Plaintiff must first and foremost allege that his constitutional rights were violated as a result of a municipal policy or custom. Section 1983 "only gives a remedy" when the plaintiff demonstrates a violation of a right protected by the federal Constitution (or by a federal statute). Chapman v. Houston Welfare Rights Org., 441 U.S. 600, 617 (1979); see also City of Los Angeles v. Heller, 475 U.S. 796, 799 (1986); Curley v. Village of Suffern, 268 F.3d 65, 71 (2d Cir. 2001) ("[A] municipality cannot be liable for inadequate training or supervision when the officers involved in making an arrest did not violate the plaintiff's constitutional rights.").

b. Analysis

As discussed in Part I, supra in Count III, Plaintiff has adequately alleged deprivation of his statutory rights under 42 U.S.C. § 1981 by individual John Doe Officers. However, Plaintiff has not adequately alleged that such a deprivation can be attributed to Police Chief Brower and Town of Ramapo as part of a pattern or practice of harassment due to a failure to train John Doe Officers. Under a failure to train theory, Plaintiff must allege facts that render plausible the three elements of such a claim. That is, Plaintiff must have alleged first that Defendants knew, to a moral certainty, that Ramapo police officers would be presented with opportunities to interfere with citizens' contractual rights. See Walker,974 F.2d at 297. The complaint lacks specific factual allegations regarding Defendant Brower and Town of Ramapo's knowledge that Ramapo police officers would be presented with such opportunities. Plaintiff only alleges that he submitted numerous complaints regarding officers' general behavior, not specifically regarding interference with citizens' right to contract, and that these general complaints were not handled in the manner promulgated by a Ramapo General Order. (Sec. Am. Compl. ¶ 51.)

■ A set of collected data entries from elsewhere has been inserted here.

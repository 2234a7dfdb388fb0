use bevy_ecs::{
    entity::Entity,
    system::{Commands, Query, Res},
};
use tracing::trace;

use crate::constants::mechanics;
use crate::systems::components::{DeltaTime, EntityKind, Fall, Position};
use crate::systems::session::ScoreKeeper;

/// Moves falling entities down the road and removes them once they reach the bottom.
///
/// A traffic car that makes it all the way down without hitting the player is worth a point,
/// unless the session is already over.
pub fn fall_system(
    mut commands: Commands,
    dt: Res<DeltaTime>,
    mut keeper: ScoreKeeper,
    mut falling: Query<(Entity, &mut Fall, &mut Position, &EntityKind)>,
) {
    for (entity, mut fall, mut position, kind) in falling.iter_mut() {
        position.0.y = fall.advance(dt.seconds);
        if !fall.finished() {
            continue;
        }

        commands.entity(entity).try_despawn();

        if *kind == EntityKind::TrafficCar && !keeper.is_game_over() {
            trace!(?entity, "Traffic car passed");
            keeper.add_score(mechanics::CAR_PASS_SCORE);
        }
    }
}
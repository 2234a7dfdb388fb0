//! Log line formatting with the scene's tick number.

use std::fmt;
use std::sync::atomic::{AtomicU64, Ordering};

use time::macros::format_description;
use time::{format_description::FormatItem, OffsetDateTime};
use tracing::{Event, Level, Subscriber};
use tracing_subscriber::fmt::format::Writer;
use tracing_subscriber::fmt::{FmtContext, FormatEvent, FormatFields, FormattedFields};
use tracing_subscriber::registry::LookupSpan;

/// Tick of the most recently advanced scene.
static SCENE_TICK: AtomicU64 = AtomicU64::new(0);

/// Only the low 16 bits are printed.
const TICK_DISPLAY_MASK: u64 = 0xFFFF;

const TIMESTAMP_FORMAT: &[FormatItem<'static>] = format_description!("[hour]:[minute]:[second].[subsecond digits:4]");

/// Formats events as `time tick level spans target: fields`.
///
/// ```text
/// 12:04:31.0921 0x01A4  INFO drive_fast::systems::session: Game over reason=Crash score=212
/// ```
pub struct SceneFormatter;

impl<S, N> FormatEvent<S, N> for SceneFormatter
where
    S: Subscriber + for<'a> LookupSpan<'a>,
    N: for<'a> FormatFields<'a> + 'static,
{
    fn format_event(&self, ctx: &FmtContext<'_, S, N>, mut writer: Writer<'_>, event: &Event<'_>) -> fmt::Result {
        let meta = event.metadata();
        let ansi = writer.has_ansi_escapes();

        let timestamp = OffsetDateTime::now_utc().format(&TIMESTAMP_FORMAT).map_err(|_| fmt::Error)?;
        dimmed(&mut writer, ansi, format_args!("{timestamp} 0x{:04X}", tick_count() & TICK_DISPLAY_MASK))?;
        writer.write_char(' ')?;

        level(&mut writer, ansi, meta.level())?;
        writer.write_char(' ')?;

        if let Some(scope) = ctx.event_scope() {
            for span in scope.from_root() {
                write!(writer, "{}", span.metadata().name())?;
                if let Some(fields) = span.extensions().get::<FormattedFields<N>>() {
                    if !fields.is_empty() {
                        write!(writer, "{{{fields}}}")?;
                    }
                }
                writer.write_char(':')?;
            }
            writer.write_char(' ')?;
        }

        dimmed(&mut writer, ansi, format_args!("{}:", meta.target()))?;
        writer.write_char(' ')?;

        ctx.format_fields(writer.by_ref(), event)?;
        writeln!(writer)
    }
}

fn level(writer: &mut Writer<'_>, ansi: bool, level: &Level) -> fmt::Result {
    let (color, text) = match *level {
        Level::TRACE => ("35", "TRACE"),
        Level::DEBUG => ("34", "DEBUG"),
        Level::INFO => ("32", " INFO"),
        Level::WARN => ("33", " WARN"),
        Level::ERROR => ("31", "ERROR"),
    };

    if ansi {
        write!(writer, "\x1b[{color}m{text}\x1b[0m")
    } else {
        writer.write_str(text)
    }
}

fn dimmed(writer: &mut Writer<'_>, ansi: bool, text: fmt::Arguments<'_>) -> fmt::Result {
    if ansi {
        write!(writer, "\x1b[2m{text}\x1b[0m")
    } else {
        writer.write_fmt(text)
    }
}

/// Records the tick the scene is about to run, so log lines can be correlated with it.
pub fn set_tick_count(tick: u64) {
    SCENE_TICK.store(tick, Ordering::Relaxed);
}

pub fn tick_count() -> u64 {
    SCENE_TICK.load(Ordering::Relaxed)
}
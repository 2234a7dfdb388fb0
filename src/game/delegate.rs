use crate::systems::state::SceneState;

/// Receives scene notifications after each tick.
///
/// Every method defaults to doing nothing, so observers only implement what they show.
/// The scene holds its delegate weakly; once the last strong reference is dropped,
/// notifications are silently discarded.
pub trait SceneDelegate {
    fn did_update_score(&self, _score: f64) {}

    /// Called before the life count changes, with the new count.
    fn will_update_life_count(&self, _count: u8) {}

    fn did_update_remaining_fuel(&self, _fuel: f32) {}

    fn did_finish_game(&self, _score: f64) {}

    fn did_update_game_state(&self, _state: SceneState) {}
}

Second, Plaintiff must have alleged that proper training or supervision on Defendants' part would have caused the police officers to behave in a way that prevents such an interference. Plaintiff fails to make such an allegation.*fn11 As it stands, Plaintiff's complaint alleges the sort of "single incident" of alleged misconduct involving "only actors below the policy-making level" and non-specific other behavior that is insufficient to support a municipal liability claim. City of Canton v. Harris, 489 U.S. 378, 387 (1989); see also Ricciuti v. N.Y.C. Transit Authority, 941 F.2d 119, 123 (1991).

Plaintiff has failed to plead sufficient factual allegations to render this claim plausible.

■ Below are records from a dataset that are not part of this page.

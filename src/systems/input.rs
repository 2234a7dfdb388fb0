//! Tilt input: accelerometer samples nudge the player around the road.

use std::sync::mpsc::{Receiver, TryRecvError};

use bevy_ecs::{
    event::EventWriter,
    query::With,
    resource::Resource,
    system::{NonSendMut, Query, Res, ResMut},
};
use glam::Vec2;
use tracing::trace;

use crate::constants::{mechanics, timing};
use crate::error::GameError;
use crate::systems::components::{DeltaTime, PlayerControlled, Position, RoadBounds};

/// Anything that can report the current device acceleration.
pub trait MotionSource {
    /// Returns the latest acceleration reading, or `None` if nothing new arrived.
    fn sample(&mut self) -> Option<Vec2>;
}

/// Receives samples produced on another thread (the platform's sensor callback).
pub struct ChannelMotionSource {
    receiver: Receiver<Vec2>,
    disconnected: bool,
}

impl ChannelMotionSource {
    pub fn new(receiver: Receiver<Vec2>) -> Self {
        Self {
            receiver,
            disconnected: false,
        }
    }
}

impl MotionSource for ChannelMotionSource {
    /// Drains everything pending and keeps only the newest reading.
    fn sample(&mut self) -> Option<Vec2> {
        if self.disconnected {
            return None;
        }

        let mut latest = None;
        loop {
            match self.receiver.try_recv() {
                Ok(acceleration) => latest = Some(acceleration),
                Err(TryRecvError::Empty) => break,
                Err(TryRecvError::Disconnected) => {
                    trace!("Motion channel disconnected");
                    self.disconnected = true;
                    break;
                }
            }
        }
        latest
    }
}

/// A source that never reports anything. Used until a real one is installed.
#[derive(Debug, Default, Clone, Copy)]
pub struct NoMotion;

impl MotionSource for NoMotion {
    fn sample(&mut self) -> Option<Vec2> {
        None
    }
}

/// The installed motion source. Lives in the world as a non-send resource.
pub struct MotionInput(pub Box<dyn MotionSource>);

impl Default for MotionInput {
    fn default() -> Self {
        Self(Box::new(NoMotion))
    }
}

/// Fixed-rate clock for accelerometer sampling (100 Hz of game time).
#[derive(Resource, Debug, Clone, Copy, PartialEq)]
pub struct MotionSampler {
    elapsed: f32,
    running: bool,
}

impl Default for MotionSampler {
    fn default() -> Self {
        Self {
            elapsed: 0.0,
            running: true,
        }
    }
}

impl MotionSampler {
    /// Restarts the clock from zero.
    pub fn start(&mut self) {
        self.elapsed = 0.0;
        self.running = true;
    }

    pub fn stop(&mut self) {
        self.running = false;
    }

    pub fn is_running(&self) -> bool {
        self.running
    }

    /// Advances the clock and returns how many samples came due.
    pub fn tick(&mut self, seconds: f32) -> u32 {
        if !self.running {
            return 0;
        }

        self.elapsed += seconds;
        let due = (self.elapsed / timing::MOTION_SAMPLE_PERIOD).floor();
        self.elapsed -= due * timing::MOTION_SAMPLE_PERIOD;
        due as u32
    }
}

/// Applies one acceleration sample to a position and clamps the result to the road.
///
/// Non-finite samples are dropped so a bad reading can never leave the player off the road.
pub fn apply_tilt(position: Vec2, acceleration: Vec2, bounds: &RoadBounds) -> Vec2 {
    if !acceleration.is_finite() {
        return bounds.clamp(position);
    }
    bounds.clamp(position + acceleration * mechanics::TILT_GAIN)
}

pub fn motion_system(
    dt: Res<DeltaTime>,
    bounds: Option<Res<RoadBounds>>,
    mut sampler: ResMut<MotionSampler>,
    mut source: NonSendMut<MotionInput>,
    mut players: Query<&mut Position, With<PlayerControlled>>,
    mut errors: EventWriter<GameError>,
) {
    let due = sampler.tick(dt.seconds);
    if due == 0 {
        return;
    }

    // Only the newest reading matters; every due sample re-applies it.
    let Some(acceleration) = source.0.sample() else {
        return;
    };

    let Some(bounds) = bounds else {
        return;
    };

    let mut position = match players.single_mut() {
        Ok(position) => position,
        Err(bevy_ecs::query::QuerySingleError::NoEntities(_)) => return,
        Err(e) => {
            errors.write(GameError::InvalidState(format!(
                "Expected exactly one player-controlled entity, found multiple: {e}"
            )));
            return;
        }
    };

    let mut next = position.0;
    for _ in 0..due {
        next = apply_tilt(next, acceleration, &bounds);
    }
    position.0 = next;
}
use std::collections::BTreeSet;

use bevy_ecs::{
    entity::Entity,
    event::{EventReader, EventWriter},
    resource::Resource,
    system::{Commands, Query, Res, ResMut},
};
use glam::Vec2;
use smallvec::SmallVec;
use tracing::{debug, trace};

use crate::events::GameEvent;
use crate::systems::components::{Aabb, Category, EntityKind, PhysicsBody, Position, Shape, Size};
use crate::systems::session::{ScoreKeeper, SessionContext};

/// One side of a contact, reduced to what resolution needs.
#[derive(Debug, Clone, Copy, PartialEq)]
pub struct ContactBody {
    pub entity: Entity,
    pub category: Category,
    /// Points awarded for picking this body up, if any.
    pub value: Option<f64>,
}

impl ContactBody {
    pub fn new(entity: Entity, kind: &EntityKind, body: &PhysicsBody) -> Self {
        Self {
            entity,
            category: body.category,
            value: kind.score_value(),
        }
    }
}

/// State changes caused by a single contact.
#[derive(Debug, Default, Clone, PartialEq)]
pub struct ContactDelta {
    pub score: f64,
    pub fuel: f32,
    pub lives: i8,
    pub remove: SmallVec<[Entity; 2]>,
}

impl ContactDelta {
    pub fn is_empty(&self) -> bool {
        self.score == 0.0 && self.fuel == 0.0 && self.lives == 0 && self.remove.is_empty()
    }
}

/// Classifies a contact by category and returns what it changes.
///
/// The order of `a` and `b` does not matter.
pub fn resolve_contact(a: ContactBody, b: ContactBody, fuel_refill: f32) -> ContactDelta {
    let (first, second) = if a.category <= b.category { (a, b) } else { (b, a) };
    let mut delta = ContactDelta::default();

    if first.category == Category::PLAYER && second.category == Category::CAR {
        delta.lives = -1;
        delta.remove.push(second.entity);
    } else if first.category == Category::PLAYER && second.category == Category::COIN {
        delta.score = second.value.unwrap_or(0.0);
        delta.remove.push(second.entity);
    } else if second.category == Category::FUEL && first.category != Category::FUEL {
        // Fuel cans vanish on anything they touch; only the player gets to drink them.
        if first.category == Category::PLAYER {
            delta.fuel = fuel_refill;
        }
        delta.remove.push(second.entity);
    }

    delta
}

/// Returns true if two shapes overlap (strictly; touching edges do not count).
pub fn shapes_overlap(a: (Vec2, Vec2, Shape), b: (Vec2, Vec2, Shape)) -> bool {
    let (a_center, a_size, a_shape) = a;
    let (b_center, b_size, b_shape) = b;

    match (a_shape, b_shape) {
        (Shape::Rect, Shape::Rect) => {
            Aabb::from_center(a_center, a_size).intersects(&Aabb::from_center(b_center, b_size))
        }
        (Shape::Circle, Shape::Circle) => {
            let reach = (a_size.x + b_size.x) * 0.5;
            a_center.distance_squared(b_center) < reach * reach
        }
        (Shape::Circle, Shape::Rect) => circle_hits_rect(a_center, a_size.x * 0.5, b_center, b_size),
        (Shape::Rect, Shape::Circle) => circle_hits_rect(b_center, b_size.x * 0.5, a_center, a_size),
    }
}

fn circle_hits_rect(center: Vec2, radius: f32, rect_center: Vec2, rect_size: Vec2) -> bool {
    let rect = Aabb::from_center(rect_center, rect_size);
    let closest = center.clamp(rect.min, rect.max);
    center.distance_squared(closest) < radius * radius
}

/// Pairs that were touching at the end of the previous detection pass.
#[derive(Resource, Debug, Default)]
pub struct ContactMemory(pub BTreeSet<(Entity, Entity)>);

fn ordered(a: Entity, b: Entity) -> (Entity, Entity) {
    if a < b {
        (a, b)
    } else {
        (b, a)
    }
}

/// Detects bodies that started touching this tick and reports each pair once.
///
/// A pair stays silent while it keeps overlapping and is reported again only after it
/// separates and touches anew.
pub fn contact_detection_system(
    bodies: Query<(Entity, &Position, &Size, &PhysicsBody)>,
    mut memory: ResMut<ContactMemory>,
    mut events: EventWriter<GameEvent>,
) {
    let mut touching = BTreeSet::new();

    for [(a, a_pos, a_size, a_body), (b, b_pos, b_size, b_body)] in bodies.iter_combinations() {
        if !a_body.contacts_with(b_body) {
            continue;
        }

        if shapes_overlap((a_pos.0, a_size.0, a_body.shape), (b_pos.0, b_size.0, b_body.shape)) {
            touching.insert(ordered(a, b));
        }
    }

    for &(a, b) in touching.difference(&memory.0) {
        trace!(?a, ?b, "Contact began");
        events.write(GameEvent::Contact(a, b));
    }

    memory.0 = touching;
}

/// Applies begin-contact events to the session.
pub fn contact_resolution_system(
    mut commands: Commands,
    mut events: EventReader<GameEvent>,
    mut keeper: ScoreKeeper,
    context: Res<SessionContext>,
    bodies: Query<(&EntityKind, &PhysicsBody)>,
) {
    let mut removed: SmallVec<[Entity; 8]> = SmallVec::new();

    for event in events.read() {
        let GameEvent::Contact(a, b) = *event else {
            continue;
        };

        // Either side may already be gone after an earlier contact this tick.
        if removed.contains(&a) || removed.contains(&b) {
            continue;
        }
        let (Ok((a_kind, a_body)), Ok((b_kind, b_body))) = (bodies.get(a), bodies.get(b)) else {
            continue;
        };

        let delta = resolve_contact(
            ContactBody::new(a, a_kind, a_body),
            ContactBody::new(b, b_kind, b_body),
            context.fuel_pickup_refill,
        );
        if delta.is_empty() {
            continue;
        }

        if delta.lives < 0 {
            // The wreck is over already; nothing left to lose.
            if keeper.is_game_over() {
                continue;
            }
            keeper.lose_life();
        }

        if delta.score > 0.0 {
            keeper.add_score(delta.score);
        }

        if delta.fuel > 0.0 {
            let refilled = keeper.fuel() + delta.fuel;
            keeper.set_fuel(refilled);
        }

        for entity in delta.remove {
            debug!(?entity, "Removing entity after contact");
            commands.entity(entity).try_despawn();
            removed.push(entity);
        }
    }
}
use std::sync::Once;

use tracing_error::ErrorLayer;
use tracing_subscriber::{fmt, layer::SubscriberExt, EnvFilter};

use crate::error::{GameError, GameResult};
use crate::formatter::SceneFormatter;

static SUBSCRIBER_INIT: Once = Once::new();

/// Installs the global tracing subscriber.
///
/// `RUST_LOG` overrides the default filter (debug for this crate, warn elsewhere). Calling
/// this more than once is harmless; only the first call does anything.
pub fn setup_logging() -> GameResult<()> {
    let mut result = Ok(());

    SUBSCRIBER_INIT.call_once(|| {
        let filter = EnvFilter::try_from_default_env()
            .unwrap_or_else(|_| EnvFilter::new(format!("warn,{name}=debug", name = env!("CARGO_CRATE_NAME"))));

        let subscriber = tracing_subscriber::registry()
            .with(filter)
            .with(fmt::layer().event_format(SceneFormatter))
            .with(ErrorLayer::default());

        result = tracing::subscriber::set_global_default(subscriber).map_err(|e| GameError::Logging(e.to_string()));
    });

    result
}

Plaintiff only alleges that Defendants Brower and Town of Ramapo "created a pattern and practice" of not handling citizen complaints in the manner promulgated by a Ramapo General Order. Such an allegation is unrelated to Plaintiff's § 1981 claim of interference with a contract due to racial discrimination. To assert a claim for municipal liability, there must be a causal connection between the municipal policy or custom (of mishandling citizen complaints) and the deprivation of Plaintiff's rights under § 1981. See Amnesty Am. v. Town of W. Hartford, 361 F.3d 113, 125 (2d Cir. 2004); see also Dominguez v.. Beame, 603 F.2d 337, 341 (2d Cir. 1979). Because Plaintiff's Second Amended Complaint has failed to plead such a causal connection, Defendants Brower and Town of Ramapo's motion to dismiss Count VII is granted.

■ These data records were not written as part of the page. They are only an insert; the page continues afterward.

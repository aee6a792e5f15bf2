//! Read loop and per-frame decode tasks.
//!
//! Frames are read and classified in arrival order. Each event frame is
//! decoded on its own task so a slow decode never stalls ingestion; as a
//! consequence records may reach the caller out of arrival order.
//!
//! A decode task holds a permit until its record is handed over. With every
//! permit taken the loop stops reading, so a caller that stops draining the
//! response channel pushes back on the socket instead of piling up tasks.

use std::ops::ControlFlow;
use std::sync::Arc;
use std::time::Duration;

use tokio::sync::{mpsc, OwnedSemaphorePermit, Semaphore};
use tokio::task::JoinSet;
use tokio::time;
use tracing::{debug, info, trace, warn};

use chainstream_core::envelope::{self, Envelope};
use chainstream_core::{Classified, Classifier, Response, StreamError};

use crate::client::{wait_raised, Shared};
use crate::transport::{Frame, FrameReader};

pub(crate) struct Dispatcher<R> {
    pub reader: R,
    pub shared: Arc<Shared>,
    pub classifier: Arc<Classifier>,
    pub responses: mpsc::Sender<Response>,
    pub errors: mpsc::UnboundedSender<StreamError>,
    pub idle: Duration,
    /// Bounds in-flight decode tasks.
    pub in_flight: Arc<Semaphore>,
}

impl<R: FrameReader> Dispatcher<R> {
    pub async fn run(mut self) {
        let mut shutdown = self.shared.shutdown_signal();
        let mut armed = self.shared.subscription.armed();

        tokio::select! {
            _ = wait_raised(&mut shutdown) => {
                debug!("read loop cancelled before subscribing");
                return;
            }
            subscribed = wait_raised(&mut armed) => {
                if !subscribed {
                    return;
                }
            }
        }
        debug!("read loop started");

        let mut decoders = JoinSet::new();
        let mut permit: Option<OwnedSemaphorePermit> = None;
        loop {
            tokio::select! {
                biased;
                _ = wait_raised(&mut shutdown) => break,
                Some(joined) = decoders.join_next(), if !decoders.is_empty() => {
                    if let Err(e) = joined {
                        if e.is_panic() {
                            warn!(error = %e, "decode task panicked");
                        }
                    }
                }
                acquired = self.in_flight.clone().acquire_owned(), if permit.is_none() => match acquired {
                    Ok(p) => permit = Some(p),
                    Err(_) => break,
                },
                read = time::timeout(self.idle, self.reader.read_frame()), if permit.is_some() => {
                    let flow = match read {
                        Err(_) => self.fail(StreamError::Timeout {
                            ms: self.idle.as_millis() as u64,
                        }),
                        Ok(Err(e)) => self.fail(e),
                        Ok(Ok(None)) => self.fail(StreamError::WebSocket("connection reset without close".into())),
                        Ok(Ok(Some(frame))) => self.on_frame(frame, &mut permit, &mut decoders),
                    };
                    if flow.is_break() {
                        break;
                    }
                }
            }
        }

        // nothing may be delivered once cancelled
        decoders.shutdown().await;
        debug!("read loop ended");
    }

    /// Report a connection-ending error once and cancel.
    fn fail(&self, err: StreamError) -> ControlFlow<()> {
        if err.is_peer_exit() {
            info!("peer closed the stream");
        } else {
            warn!(error = %err, "stream read failed");
        }
        // cancel first so receivers of the error already observe the teardown
        self.shared.cancel();
        let _ = self.errors.send(err);
        ControlFlow::Break(())
    }

    fn on_frame(
        &self,
        frame: Frame,
        permit: &mut Option<OwnedSemaphorePermit>,
        decoders: &mut JoinSet<()>,
    ) -> ControlFlow<()> {
        match frame {
            Frame::Text(text) => self.on_text(text, permit, decoders),
            Frame::Close => self.fail(StreamError::PeerExit),
            Frame::Binary(data) => {
                trace!(len = data.len(), "dropping binary frame");
                ControlFlow::Continue(())
            }
            Frame::Ping(_) | Frame::Pong(_) => ControlFlow::Continue(()),
        }
    }

    fn on_text(
        &self,
        text: String,
        permit: &mut Option<OwnedSemaphorePermit>,
        decoders: &mut JoinSet<()>,
    ) -> ControlFlow<()> {
        let body_start = match envelope::classify(&text) {
            Envelope::Event(body) => text.len() - body.len(),
            other => return self.on_control(other, &text),
        };
        let Some(permit) = permit.take() else {
            return ControlFlow::Continue(());
        };

        let classifier = self.classifier.clone();
        let shared = self.shared.clone();
        let responses = self.responses.clone();
        let errors = self.errors.clone();
        decoders.spawn(decode(text, body_start, permit, classifier, shared, responses, errors));
        ControlFlow::Continue(())
    }

    fn on_control(&self, envelope: Envelope<'_>, text: &str) -> ControlFlow<()> {
        match envelope {
            Envelope::Close | Envelope::Disconnect => return self.fail(StreamError::PeerExit),
            Envelope::Open(Some(handshake)) => {
                debug!(
                    sid = %handshake.sid,
                    ping_interval = handshake.ping_interval,
                    ping_timeout = handshake.ping_timeout,
                    "session opened"
                );
                self.shared.set_handshake(handshake);
            }
            Envelope::Open(None) => debug!("session opened without handshake body"),
            Envelope::Pong => trace!("probe acknowledged"),
            Envelope::Ping | Envelope::Noop | Envelope::Connect => trace!(frame = text, "control frame"),
            Envelope::Other => trace!(frame = %preview(text), "dropping frame"),
            Envelope::Event(_) => {}
        }
        ControlFlow::Continue(())
    }
}

fn preview(text: &str) -> &str {
    match text.char_indices().nth(120) {
        Some((idx, _)) => &text[..idx],
        None => text,
    }
}

/// Decode one event frame (its JSON starts at `body_start`) and route the
/// outcome. The permit is released when the task ends.
async fn decode(
    text: String,
    body_start: usize,
    _permit: OwnedSemaphorePermit,
    classifier: Arc<Classifier>,
    shared: Arc<Shared>,
    responses: mpsc::Sender<Response>,
    errors: mpsc::UnboundedSender<StreamError>,
) {
    let outcome = match envelope::decode_event(&text[body_start..]) {
        Ok(Some((event, payload))) => classifier.classify(&event, payload),
        Ok(None) => {
            trace!(frame = %preview(&text), "event frame with unexpected shape");
            return;
        }
        Err(e) => Err(e),
    };

    match outcome {
        Err(e) => {
            debug!(error = %e, "dropping undecodable event");
            let _ = errors.send(e);
        }
        Ok(Classified::Head(head)) => {
            trace!(block_num = head.block_num, "lib update");
            shared.head.apply(head);
        }
        Ok(Classified::Ignored(reason)) => trace!(%reason, "event ignored"),
        Ok(Classified::Record(response)) => {
            let mut shutdown = shared.shutdown_signal();
            if *shutdown.borrow() {
                return;
            }
            tokio::select! {
                biased;
                _ = wait_raised(&mut shutdown) => {}
                sent = responses.send(response) => {
                    if sent.is_err() {
                        debug!("response receiver dropped");
                    }
                }
            }
        }
    }
}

VI. Count VIII: Plaintiff's First Amendment Retaliation Claim

Plaintiff alleges that Defendants Town of Ramapo and Police Chief Brower acted in retaliation for Plaintiff's public criticism of the Ramapo Police Department and accusations of discrimination against police officers. (Sec. Am. Compl. ¶ 47.) Such retaliatory conduct amounted to discrimination against Plaintiff on the basis of his race and chilled his First Amendment Rights. (Id. ¶ 48.)

a. Applicable Law

To establish a prima facie First Amendment retaliation claim, Plaintiff must plead: "(1) that the speech or conduct at issue was protected, (2) that the Defendant took adverse action against the Plaintiff, and (3) that there was a causal connection between the protected speech and the adverse action." Scott v. Coughlin, 344 F.3d 282, 287 (2d Cir. 2003) (citing Morales v. Mackalm, 278 F.3d 126, 131 (2d Cir. 2002)). Further, with respect to the third element, the Plaintiff must allege that "his First Amendment rights were actually chilled." Curley v. Village of Suffern, 268 F.3d 65, 73 (2d Cir. 2001) (internal quotation marks omitted). Specifically, law enforcement activities designed to retaliate against persons for criticizing government officials have been held to violate the First Amendment. Hartman v. Moore, 547 U.S. 250, 256 (2006).

b. Analysis

Under this claim, Plaintiff's only relevant factual allegations are: (a) that he made several verbal complaints to Defendant Brower regarding the racial harassment by Ramapo police officers against men in the Ramapough community, including Plaintiff*fn12 (Sec. Am. Compl. ¶ 25); and (b) that, at a public meeting held at the Ramapough Nation Lodge in the Spring of 2006, Plaintiff addressed Defendant Brower (and a Ramapo Supervisor), complaining of the "pattern and practice of racial harassment and profiling against the men of the Ramapough community" by the Police Department. (Sec. Am. Compl. ¶ 23.)

Plaintiff's public criticism of the Ramapo Police Department is speech traditionally protected under the First Amendment. See New York Times Co. v. Sullivan, 376 U.S. 254, 270 (1964) ("[D]ebate on public issues should be uninhibited, robust, and wide-open, and that [] may well include vehement, caustic, and sometimes unpleasantly sharp attacks on government and public officials"). Plaintiff further alleges that the Town of Ramapo Defendants took adverse action against him, which is the second element of a First Amendment retaliation claim. These actions included the discriminatory remarks made by John Doe Officers in violation of Section 1981, the allegedly unconstitutional "stop and frisk" of Plaintiff by Officer Pascocello, and the failure of Police Chief Brower to record and/or pursue Plaintiff's complaints against Ramapo police officers.

However, Plaintiff does not allege sufficient facts to satisfy the final element of a First Amendment retaliation claim: facts supporting a causal connection between his public criticism at the meeting in the Lodge and the aforementioned adverse actions. Nor does Plaintiff allege that his speech was actually chilled. Plaintiff merely asserts a factual conclusion-that Defendants' actions were in retaliation to his public complaints. Plaintiff offers no further factual allegations to "amplify" this claim so as to raise a right to relief above the speculative level." Bell Atlantic v. Twombly, 127 S.Ct. 1955, 1965 (2007). As such, Plaintiff has failed to state a First Amendment retaliation claim upon which relief may be granted, and accordingly, Defendants Brower and Town of Ramapo's motion to dismiss is granted.